- The Cybersecurity and Infrastructure Security Agency said it is making progress toward reducing security risk since the October 2022 release of its cybersecurity performance goals program, the agency said Tuesday.
- Since the release of the CPG program, organizations enrolled in the agency’s vulnerability scanning service have reduced their average number of known exploited vulnerabilities by about 20%.
- Organizations also saw more incremental changes in reducing the number of exploitable services facing the public internet, with a 1% decline, CISA said. The agency found slight reductions in the use of remote desktop protocol and remote procedure call, which are commonly used vectors for initial access, ransomware distribution and data theft.

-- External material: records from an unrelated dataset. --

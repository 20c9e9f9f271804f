//! # netdim-core
//!
//! Closed-form dimensioning of telecommunication networks.
//!
//! Given the planning inputs of one network type, the calculator derives the
//! number of sites, the capacity those sites offer, the share of the service
//! area they cover and an estimated cost.
//!
//! ## Network types
//!
//! | Type | Sized from | Capacity |
//! |------|------------|----------|
//! | GSM | coverage and busy-hour traffic | traffic channels |
//! | UMTS | coverage | kbps at the cell load |
//! | LTE | coverage (fixed site area) | Mbps |
//! | Microwave (`hertzien`) | free-space link budget | path loss |
//! | Optical (`optique`) | fiber link budget | total loss |
//!
//! ## Example
//!
//! ```
//! use netdim_core::{compute, NetworkType, ParameterSet};
//!
//! let mut params = ParameterSet::defaults(NetworkType::Optical);
//! params.set_raw("distance", "40").unwrap();
//!
//! let results = compute(&params);
//! assert_eq!(results.capacity.to_string(), "11 dB pertes");
//! assert_eq!(results.coverage, 100);
//! ```
//!
//! Every fixed assumption (costs per site, receiver sensitivities, traffic per
//! site...) lives in [`DimensioningConstants`] and can be overridden with
//! [`compute_with_constants`].

mod calculator;
mod cellular;
mod constants;
mod error;
mod link;
mod network;
mod numeric;
mod params;
mod results;
mod schema;

pub use calculator::{breakdown, compute, compute_with_constants, Breakdown};
pub use cellular::{
    cell_area_km2, compute_gsm, compute_lte, compute_umts, coverage_pct, coverage_sites,
    gsm_breakdown, lte_breakdown, umts_breakdown, GsmBreakdown, LteBreakdown, UmtsBreakdown,
};
pub use constants::{
    DimensioningConstants, FSPL_CONSTANT_DB, GSM_ERLANGS_PER_SITE, GSM_SITE_COST,
    LTE_SITE_AREA_KM2, LTE_SITE_COST, MICROWAVE_RX_SENSITIVITY_DBM, OPTICAL_CONNECTOR_LOSS_DB,
    OPTICAL_RX_SENSITIVITY_DBM, UMTS_CELL_CAPACITY_KBPS, UMTS_SITE_COST,
};
pub use error::{ParamError, ParamResult};
pub use link::{
    compute_microwave, compute_optical, free_space_path_loss_db, microwave_breakdown,
    optical_breakdown, AvailabilityTier, MicrowaveBreakdown, OpticalBreakdown,
};
pub use network::NetworkType;
pub use numeric::{format_number, parse_or_zero, percentage, round_half_up, round_to, site_count};
pub use params::{
    split_assignment, GsmParams, LteParams, MicrowaveParams, OpticalParams, ParameterSet,
    UmtsParams,
};
pub use results::{Capacity, CapacityUnit, ExtraMetric, ResultSet};
pub use schema::{find_parameter, schema, unit_of, ParameterDef};
//! Error types for export, report and store operations.

use netdim_core::NetworkType;
use thiserror::Error;

/// Result type for export operations.
pub type ExportResult<T> = Result<T, ExportError>;

/// Errors that can occur while writing or reading exported files.
#[derive(Debug, Error)]
pub enum ExportError {
    /// I/O error reading or writing a file.
    #[error("I/O error: {0}")]
    Io(#[from] std::io::Error),

    /// JSON encoding or decoding error.
    #[error("JSON error: {0}")]
    Json(#[from] serde_json::Error),

    /// The parameters in a document belong to another network type.
    #[error("document declares {declared} but its parameters are for {found}")]
    NetworkMismatch {
        /// Network named by the document.
        declared: NetworkType,
        /// Network the parameters actually describe.
        found: NetworkType,
    },

    /// A store entry is filed under another network's key.
    #[error("store key '{key}' holds a project for {network}")]
    KeyMismatch {
        /// Key the record was found under.
        key: String,
        /// Network of the record.
        network: NetworkType,
    },

    /// No project is stored for the network type.
    #[error("no saved project for {0}")]
    ProjectNotFound(NetworkType),
}
//! Parameter metadata: labels, units, defaults and suggested bounds.
//!
//! Bounds are advisory. The calculator accepts any finite value; callers use
//! [`ParameterDef::is_within_bounds`] to flag suspicious input.

use crate::network::NetworkType;

/// Metadata for one input parameter.
#[derive(Debug, Clone, Copy, PartialEq)]
pub struct ParameterDef {
    /// Parameter name as used in snapshots and `set` commands.
    pub name: &'static str,
    /// Form label.
    pub label: &'static str,
    /// Unit symbol.
    pub unit: &'static str,
    /// Value at startup.
    pub default: f64,
    /// Suggested minimum.
    pub min: Option<f64>,
    /// Suggested maximum.
    pub max: Option<f64>,
    /// Input step.
    pub step: f64,
}

impl ParameterDef {
    /// Create an unbounded parameter with a step of 1.
    pub const fn new(name: &'static str, label: &'static str, unit: &'static str, default: f64) -> Self {
        Self {
            name,
            label,
            unit,
            default,
            min: None,
            max: None,
            step: 1.0,
        }
    }

    /// Attach suggested bounds.
    pub const fn bounds(mut self, min: f64, max: f64) -> Self {
        self.min = Some(min);
        self.max = Some(max);
        self
    }

    /// Set the input step.
    pub const fn step(mut self, step: f64) -> Self {
        self.step = step;
        self
    }

    /// Whether `value` lies inside the suggested bounds.
    pub fn is_within_bounds(&self, value: f64) -> bool {
        self.min.map_or(true, |min| value >= min) && self.max.map_or(true, |max| value <= max)
    }

    /// Whether `name` refers to this parameter. Matching ignores case and
    /// underscores, so `busy_hour` finds `busyHour`.
    pub fn matches(&self, name: &str) -> bool {
        normalize(self.name) == normalize(name)
    }

    /// Suggested range rendered for display, e.g. `1–100`.
    pub fn range_label(&self) -> Option<String> {
        match (self.min, self.max) {
            (Some(min), Some(max)) => Some(format!("{}–{}", min, max)),
            (Some(min), None) => Some(format!("≥ {}", min)),
            (None, Some(max)) => Some(format!("≤ {}", max)),
            (None, None) => None,
        }
    }
}

fn normalize(name: &str) -> String {
    name.chars()
        .filter(|c| *c != '_' && *c != '-')
        .flat_map(char::to_lowercase)
        .collect()
}

// ============================================================================
// Per-network schemas
// ============================================================================

const GSM: &[ParameterDef] = &[
    ParameterDef::new("area", "Surface à couvrir", "km²", 100.0),
    ParameterDef::new("radius", "Rayon de cellule", "km", 2.0).step(0.1),
    ParameterDef::new("density", "Densité de population", "/km²", 1000.0),
    ParameterDef::new("penetration", "Taux de pénétration", "%", 80.0).bounds(1.0, 100.0),
    ParameterDef::new("traffic", "Trafic par utilisateur", "mErl", 25.0),
    ParameterDef::new("busyHour", "Heure chargée", "%", 15.0).bounds(1.0, 100.0),
    ParameterDef::new("frequency", "Fréquence", "MHz", 900.0).bounds(800.0, 1900.0),
    ParameterDef::new("power", "Puissance émission", "dBm", 43.0).bounds(20.0, 50.0),
];

const UMTS: &[ParameterDef] = &[
    ParameterDef::new("area", "Surface à couvrir", "km²", 100.0),
    ParameterDef::new("radius", "Rayon de cellule", "km", 1.5).step(0.1),
    ParameterDef::new("throughput", "Débit par utilisateur", "kbps", 384.0),
    ParameterDef::new("load", "Facteur de charge", "%", 70.0).bounds(1.0, 100.0),
];

const LTE: &[ParameterDef] = &[
    ParameterDef::new("area", "Surface à couvrir", "km²", 100.0),
    ParameterDef::new("bandwidth", "Largeur de bande", "MHz", 20.0),
    ParameterDef::new("throughput", "Débit par utilisateur", "Mbps", 5.0).step(0.1),
    ParameterDef::new("efficiency", "Efficacité spectrale", "bps/Hz", 3.0).step(0.1),
];

const MICROWAVE: &[ParameterDef] = &[
    ParameterDef::new("distance", "Distance", "km", 30.0),
    ParameterDef::new("frequency", "Fréquence", "GHz", 6.0).step(0.1),
    ParameterDef::new("power", "Puissance émission", "dBm", 30.0).bounds(10.0, 50.0),
    ParameterDef::new("gain", "Gain antenne", "dBi", 35.0).bounds(0.0, 60.0),
];

const OPTICAL: &[ParameterDef] = &[
    ParameterDef::new("distance", "Distance", "km", 40.0),
    ParameterDef::new("wavelength", "Longueur d'onde", "nm", 1550.0).bounds(1300.0, 1650.0),
    ParameterDef::new("power", "Puissance émission", "dBm", 5.0).bounds(-10.0, 20.0),
    ParameterDef::new("attenuation", "Atténuation fibre", "dB/km", 0.2)
        .bounds(0.1, 1.0)
        .step(0.1),
];

/// Parameters of a network type, in form order.
pub fn schema(network: NetworkType) -> &'static [ParameterDef] {
    match network {
        NetworkType::Gsm => GSM,
        NetworkType::Umts => UMTS,
        NetworkType::Lte => LTE,
        NetworkType::Microwave => MICROWAVE,
        NetworkType::Optical => OPTICAL,
    }
}

/// Look up one parameter of a network type by name.
pub fn find_parameter(network: NetworkType, name: &str) -> Option<&'static ParameterDef> {
    schema(network).iter().find(|def| def.matches(name))
}

/// Unit of a parameter, or an empty string for unknown names.
pub fn unit_of(network: NetworkType, name: &str) -> &'static str {
    find_parameter(network, name).map_or("", |def| def.unit)
}
//! 目录布局与原子写入
//!
//! 每个会话一个文件：`{session_id}.session`。
//! 写入先落到 `{session_id}.session.{nonce}.tmp`，fsync 后 rename 覆盖正式文件。

use std::io::ErrorKind;
use std::path::{Path, PathBuf};

use mcpgw_common::SessionId;
use mcpgw_errors::{AppError, AppResult};
use tokio::io::AsyncWriteExt;
use uuid::Uuid;

pub const SESSION_EXTENSION: &str = "session";
pub const TMP_EXTENSION: &str = "tmp";

/// 目录中一个条目的类型
#[derive(Debug, Clone, PartialEq, Eq)]
pub enum Entry {
    /// 已提交的会话文件
    Session(SessionId),
    /// 未完成写入留下的临时文件
    Temp,
    /// 其它文件，忽略
    Other,
}

pub fn classify(path: &Path) -> Entry {
    let Some(name) = path.file_name().and_then(|n| n.to_str()) else {
        return Entry::Other;
    };
    if name.ends_with(&format!(".{}", TMP_EXTENSION)) {
        return Entry::Temp;
    }
    match name.strip_suffix(&format!(".{}", SESSION_EXTENSION)) {
        Some(stem) => SessionId::parse(stem).map_or(Entry::Other, Entry::Session),
        None => Entry::Other,
    }
}

pub fn session_path(dir: &Path, session_id: &SessionId) -> PathBuf {
    dir.join(format!("{}.{}", session_id, SESSION_EXTENSION))
}

fn temp_path(dir: &Path, session_id: &SessionId) -> PathBuf {
    dir.join(format!(
        "{}.{}.{}.{}",
        session_id,
        SESSION_EXTENSION,
        Uuid::new_v4().simple(),
        TMP_EXTENSION
    ))
}

pub fn io_error(action: &str, path: &Path, e: std::io::Error) -> AppError {
    AppError::storage(format!("Failed to {} {}: {}", action, path.display(), e)).with_source(e)
}

/// 原子写入：读者要么看到旧版本，要么看到完整的新版本
pub async fn write_atomic(dir: &Path, session_id: &SessionId, contents: &str) -> AppResult<()> {
    let final_path = session_path(dir, session_id);
    let tmp_path = temp_path(dir, session_id);

    let result = async {
        let mut options = tokio::fs::OpenOptions::new();
        options.write(true).create_new(true);
        #[cfg(unix)]
        options.mode(0o600);

        let mut file = options
            .open(&tmp_path)
            .await
            .map_err(|e| io_error("create", &tmp_path, e))?;
        file.write_all(contents.as_bytes())
            .await
            .map_err(|e| io_error("write", &tmp_path, e))?;
        file.sync_all()
            .await
            .map_err(|e| io_error("sync", &tmp_path, e))?;
        drop(file);

        // Atomic rename
        tokio::fs::rename(&tmp_path, &final_path)
            .await
            .map_err(|e| io_error("rename", &tmp_path, e))
    }
    .await;

    if result.is_err() {
        let _ = tokio::fs::remove_file(&tmp_path).await;
    }
    result
}

/// 读取会话文件，文件不存在时返回 `None`
pub async fn read(dir: &Path, session_id: &SessionId) -> AppResult<Option<String>> {
    let path = session_path(dir, session_id);
    match tokio::fs::read_to_string(&path).await {
        Ok(contents) => Ok(Some(contents)),
        Err(e) if e.kind() == ErrorKind::NotFound => Ok(None),
        Err(e) => Err(io_error("read", &path, e)),
    }
}

/// 删除文件，不存在视为已删除
pub async fn remove(path: &Path) -> AppResult<bool> {
    match tokio::fs::remove_file(path).await {
        Ok(()) => Ok(true),
        Err(e) if e.kind() == ErrorKind::NotFound => Ok(false),
        Err(e) => Err(io_error("remove", path, e)),
    }
}

#[cfg(test)]
mod tests {
    use super::*;

    #[test]
    fn test_classify_entries() {
        let id = SessionId::new();
        let dir = Path::new("/data");

        assert_eq!(classify(&session_path(dir, &id)), Entry::Session(id.clone()));
        assert_eq!(classify(&temp_path(dir, &id)), Entry::Temp);
        assert_eq!(classify(Path::new("/data/notes.txt")), Entry::Other);
        assert_eq!(classify(Path::new("/data/bad id!.session")), Entry::Other);
    }

    #[tokio::test]
    async fn test_write_then_read() {
        let dir = tempfile::tempdir().unwrap();
        let id = SessionId::new();

        write_atomic(dir.path(), &id, "first").await.unwrap();
        write_atomic(dir.path(), &id, "second").await.unwrap();
        assert_eq!(read(dir.path(), &id).await.unwrap().as_deref(), Some("second"));

        let leftovers: Vec<_> = std::fs::read_dir(dir.path())
            .unwrap()
            .filter_map(|e| e.ok())
            .filter(|e| classify(&e.path()) == Entry::Temp)
            .collect();
        assert!(leftovers.is_empty());
    }

    #[tokio::test]
    async fn test_missing_file() {
        let dir = tempfile::tempdir().unwrap();
        let id = SessionId::new();
        assert!(read(dir.path(), &id).await.unwrap().is_none());
        assert!(!remove(&session_path(dir.path(), &id)).await.unwrap());
    }
}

CISA launched the CPG program as a voluntary roadmap to help small- and medium-sized organizations improve their security postures through achievable improvements.
The security improvements were measured across 3,500 organizations enrolled in CISA’s vulnerability scanning service prior to April 1, 2022. By June of this year, CISA said the number of enrolled organizations surged almost 70%, with more than 5,900 organizations enrolled.
The Known Exploited Vulnerabilities Catalog is a list of security vulnerabilities that are actively being used for attacks in the wild. CISA measured the average number of KEVs present per entity's environment.
In April 2022, not long after the launch of CISA’s Shields Up campaign, there were about 0.58 KEV’s per entity, with the number showing irregular movement until October 2022, when it reached 0.49 KEV’s per entity.
Since last November, there has been a steady reduction in known vulnerabilities, with 0.30 per entity by June, according to CISA data.
“The early indicators of CISA reports are encouraging,” said Brian Fox, co-founder and CTO of Sonatype. However, he cautioned there was some selection bias due to the organizations being enrolled in the scanning service.
“From my perspective, the larger problem has always been that the majority of the market is not paying enough attention to this problem,” Fox said.
He noted that 30% of Log4j downloads are still of the vulnerable versions two years after the initial disclosures.